Однажды вечером в гостиничном кафе со мной заговорил банкир-иорданец. Этот любезный господин непременно пожелал угостить меня пивом; возможно, его угнетало насильственное затворничество в гостинице. «Я понимаю здешних жителей, я на них не сержусь, – сказал он мне. – Мы сами виноваты. Тут не исламская земля, и непонятно, зачем тратить сотни миллионов на строительство мечетей. Не говоря уже о том взрыве… – Заметив, что я его внимательно слушаю, он заказал еще пива и расхрабрился. – К несчастью для мусульман, – продолжал он, – обещанный пророком рай уже существует на земле: есть места, где девушки сладострастно танцуют, ублажая мужчин, где можно опьяняться нектарами под звуки небесной музыки; таких мест штук двадцать в радиусе пятисот метров от гостиницы. Они легко доступны; чтобы в них попасть, нет нужды исполнять семь обязанностей мусульманина и вести священную войну, достаточно заплатить несколько долларов. А чтобы увидеть их, вовсе не обязательно отправляться в дальнее путешествие – надо просто обзавестись параболической антенной». Он нимало не сомневался, что исламский мир обречен: капитализм восторжествует. Молодые арабы думают только о потреблении да о сексе. Их заветная мечта – американский образ жизни, сколько бы они ни утверждали обратное; их агрессивность – лишь проявление бессильной зависти; к счастью, молодежь все больше отворачивается от ислама. Но сам он для этого уже стар, ему не повезло, он всю жизнь вынужден был подлаживаться к религии, которую презирал.
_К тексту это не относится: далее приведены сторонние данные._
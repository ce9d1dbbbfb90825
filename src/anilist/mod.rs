//! AniList GraphQL client: plain POST queries with `serde_json` variables,
//! plus the OAuth code exchange used by the account link flow.

pub mod models;

use std::time::Duration;

use serde::Deserialize;
use serde_json::{json, Value};
use thiserror::Error;
use tracing::debug;

pub use models::*;

use crate::model::PageInfo;

pub const API_URL: &str = "https://graphql.anilist.co";
pub const OAUTH_URL: &str = "https://anilist.co/api/v2/oauth/authorize";
pub const TOKEN_URL: &str = "https://anilist.co/api/v2/oauth/token";
pub const REDIRECT_URI: &str = "https://anilist.co/api/v2/oauth/pin";

const REQUEST_TIMEOUT: Duration = Duration::from_secs(5);

/// Entries per page of a user's media list.
pub const LIST_PER_PAGE: u32 = 6;
/// Entries per page of media search results.
pub const SEARCH_PER_PAGE: u32 = 10;

#[derive(Debug, Error)]
pub enum AniListError {
    #[error("AniList request failed: {0}")]
    Http(#[from] reqwest::Error),
    #[error("AniList API error: {0}")]
    Api(String),
    #[error("malformed AniList response: {0}")]
    Decode(#[from] serde_json::Error),
}

#[derive(Debug, Default, Deserialize)]
struct GraphError {
    #[serde(default)]
    message: String,
    #[serde(default)]
    status: Option<u16>,
}

#[derive(Debug, Deserialize)]
struct GraphResponse {
    #[serde(default)]
    data: Value,
    #[serde(default)]
    errors: Vec<GraphError>,
}

pub struct Client {
    http: reqwest::Client,
    client_id: i64,
    client_secret: String,
}

impl Client {
    pub fn new(client_id: i64, client_secret: String) -> Result<Self, AniListError> {
        let http = reqwest::Client::builder()
            .timeout(REQUEST_TIMEOUT)
            .build()?;
        Ok(Client {
            http,
            client_id,
            client_secret,
        })
    }

    /// The authorization entry point a user visits to obtain a one-time code.
    pub fn authorize_url(&self) -> String {
        format!(
            "{OAUTH_URL}?client_id={}&redirect_uri={REDIRECT_URI}&response_type=code",
            self.client_id
        )
    }

    async fn query(
        &self,
        query: &str,
        variables: Value,
        token: Option<&str>,
    ) -> Result<GraphResponse, AniListError> {
        let mut request = self
            .http
            .post(API_URL)
            .json(&json!({ "query": query, "variables": variables }));
        if let Some(token) = token {
            request = request.bearer_auth(token);
        }
        let response = request.send().await?;
        // AniList reports query errors as JSON alongside a 4xx status.
        Ok(response.json::<GraphResponse>().await?)
    }

    fn check(response: &GraphResponse) -> Result<(), AniListError> {
        if response.errors.is_empty() {
            return Ok(());
        }
        let messages: Vec<&str> = response
            .errors
            .iter()
            .map(|e| e.message.as_str())
            .collect();
        Err(AniListError::Api(messages.join("; ")))
    }

    /// Looks up a public profile by username. A 404 is "no such user",
    /// not an error.
    pub async fn search_user(&self, username: &str) -> Result<Option<User>, AniListError> {
        if username.is_empty() {
            return Ok(None);
        }
        let response = self
            .query(
                USER_QUERY,
                json!({ "username": username }),
                None,
            )
            .await?;
        if response.errors.iter().any(|e| e.status == Some(404)) {
            return Ok(None);
        }
        Self::check(&response)?;
        let user = response.data.get("User").cloned().unwrap_or(Value::Null);
        if user.is_null() {
            return Ok(None);
        }
        Ok(Some(serde_json::from_value(user)?))
    }

    /// One page of a user's media list, filtered by type and status.
    pub async fn media_list_page(
        &self,
        user_id: i64,
        filter: MediaListFilter,
        page: u32,
    ) -> Result<Option<MediaListPage>, AniListError> {
        let response = self
            .query(
                MEDIA_LIST_QUERY,
                json!({
                    "userId": user_id,
                    "type": filter.media_type.api_value(),
                    "status": filter.status.api_value(),
                    "page": page,
                    "perPage": LIST_PER_PAGE,
                }),
                None,
            )
            .await?;
        Self::check(&response)?;
        let page_data = response.data.get("Page").cloned().unwrap_or(Value::Null);
        let Some(entries) = page_data.get("mediaList") else {
            return Ok(None);
        };
        let entries: Vec<MediaListEntry> = serde_json::from_value(entries.clone())?;
        let page_info = page_info_of(&page_data)?;
        Ok(Some(MediaListPage { entries, page_info }))
    }

    /// One page of media search results, optionally restricted by type.
    pub async fn media_search_page(
        &self,
        search: &str,
        media_type: Option<MediaType>,
        page: u32,
    ) -> Result<(Vec<Media>, PageInfo), AniListError> {
        let mut variables = json!({
            "search": search,
            "page": page,
            "perPage": SEARCH_PER_PAGE,
        });
        if let Some(media_type) = media_type {
            variables["type"] = json!(media_type.api_value());
        }
        let response = self.query(MEDIA_SEARCH_QUERY, variables, None).await?;
        Self::check(&response)?;
        let page_data = response.data.get("Page").cloned().unwrap_or(Value::Null);
        let items = page_data.get("media").cloned().unwrap_or(json!([]));
        let items: Vec<Media> = serde_json::from_value(items)?;
        let page_info = page_info_of(&page_data)?;
        Ok((items, page_info))
    }

    /// The profile belonging to an access token.
    pub async fn viewer(&self, token: &str) -> Result<Viewer, AniListError> {
        let response = self.query(VIEWER_QUERY, json!({}), Some(token)).await?;
        Self::check(&response)?;
        let viewer = response.data.get("Viewer").cloned().unwrap_or(Value::Null);
        if viewer.is_null() {
            return Err(AniListError::Api("no viewer for token".into()));
        }
        Ok(serde_json::from_value(viewer)?)
    }

    /// Airing notifications for the viewer behind `token`.
    pub async fn airing_notifications(
        &self,
        token: &str,
        page: u32,
    ) -> Result<Vec<AiringNotification>, AniListError> {
        let response = self
            .query(
                NOTIFICATIONS_QUERY,
                json!({ "page": page, "perPage": 10 }),
                Some(token),
            )
            .await?;
        Self::check(&response)?;
        let notifications = response
            .data
            .get("Page")
            .and_then(|p| p.get("notifications"))
            .cloned()
            .unwrap_or(json!([]));
        let notifications: Vec<AiringNotification> = serde_json::from_value(notifications)?;
        // Other notification kinds deserialize to empty objects; keep airing ones.
        Ok(notifications
            .into_iter()
            .filter(|n| n.media.is_some())
            .collect())
    }

    /// Exchanges an OAuth authorization code for an access token.
    /// A rejected code yields `None`; only transport problems are errors.
    pub async fn exchange_code(&self, code: &str) -> Result<Option<String>, AniListError> {
        let response = self
            .http
            .post(TOKEN_URL)
            .json(&json!({
                "grant_type": "authorization_code",
                "client_id": self.client_id,
                "client_secret": self.client_secret,
                "redirect_uri": REDIRECT_URI,
                "code": code,
            }))
            .send()
            .await?;
        if !response.status().is_success() {
            debug!(target: "anilist.oauth", status = %response.status(), "token exchange rejected");
            return Ok(None);
        }
        let body: Value = response.json().await?;
        Ok(body
            .get("access_token")
            .and_then(|t| t.as_str())
            .map(str::to_string))
    }
}

fn page_info_of(page_data: &Value) -> Result<PageInfo, AniListError> {
    let info = page_data.get("pageInfo").cloned().unwrap_or(Value::Null);
    if info.is_null() {
        return Ok(PageInfo::default());
    }
    Ok(serde_json::from_value(info)?)
}

const USER_QUERY: &str = "\
query ($username: String) {
    User(name: $username) {
        id
        name
        options {
            profileColor
        }
        avatar {
            medium
        }
    }
}";

const MEDIA_LIST_QUERY: &str = "\
query ($userId: Int, $type: MediaType, $status: MediaListStatus, $page: Int, $perPage: Int) {
    Page(page: $page, perPage: $perPage) {
        pageInfo {
            total
            currentPage
            lastPage
            perPage
        }
        mediaList(userId: $userId, type: $type, status: $status, sort: [UPDATED_TIME_DESC]) {
            media {
                id
                title {
                    english
                    romaji
                    native
                }
                episodes
                chapters
                isAdult
                siteUrl
            }
            progress
        }
    }
}";

const MEDIA_SEARCH_QUERY: &str = "\
query ($search: String, $type: MediaType, $page: Int, $perPage: Int) {
    Page(page: $page, perPage: $perPage) {
        pageInfo {
            total
            currentPage
            lastPage
            perPage
        }
        media(search: $search, type: $type, sort: [SEARCH_MATCH]) {
            id
            title {
                english
                romaji
                native
            }
            format
            description
            genres
            averageScore
            episodes
            chapters
            isAdult
            siteUrl
            coverImage {
                medium
            }
        }
    }
}";

const VIEWER_QUERY: &str = "\
query {
    Viewer {
        id
        name
        options {
            titleLanguage
            displayAdultContent
            profileColor
        }
    }
}";

const NOTIFICATIONS_QUERY: &str = "\
query ($page: Int, $perPage: Int) {
    Page(page: $page, perPage: $perPage) {
        notifications(type: AIRING, resetNotificationCount: false) {
            ... on AiringNotification {
                episode
                createdAt
                media {
                    id
                    title {
                        english
                        romaji
                        native
                    }
                    isAdult
                    siteUrl
                }
            }
        }
    }
}";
Вот и со мной примерно то же: настанет день, когда человечество освободится от ислама, но для меня это будет слишком поздно. Я, собственно, уже не живу; я жил в течение нескольких месяцев, что само по себе неплохо, не каждый может этим похвастаться. Увы, отсутствие желания жить не приводит автоматически к возникновению желания умереть.
Я увидел иорданца на другой день перед его отлетом в Амман; ему теперь целый год ждать следующего отпуска. Я был скорее рад его отъезду, иначе он наверняка затеял бы новую дискуссию, а мне от такой перспективы становилось не по себе: я теперь с трудом выносил интеллектуальные разговоры; я больше не стремился понять мир ни даже просто его познать. Тем не менее наша беседа оставила во мне глубокий след; иорданец полностью убедил меня, что ислам обречен; вообще-то, если вдуматься, это и в самом деле очевидно. От этой мысли всю мою ненависть как рукой сняло. И я опять перестал интересоваться международной политикой.
4
Бангкок все-таки слишком походил на обычный город, там крутилось слишком много деловых людей, болталось слишком много туристов. Две недели спустя я сел в автобус и уехал в Паттайю. Этим и должно было кончиться, сказал я себе, но потом подумал: нет, я не прав, детерминизм здесь ни при чем. Я мог бы провести остаток дней с Валери в Таиланде, в Бретани, где угодно. Стареть вообще не здорово; стареть в одиночестве – хуже некуда.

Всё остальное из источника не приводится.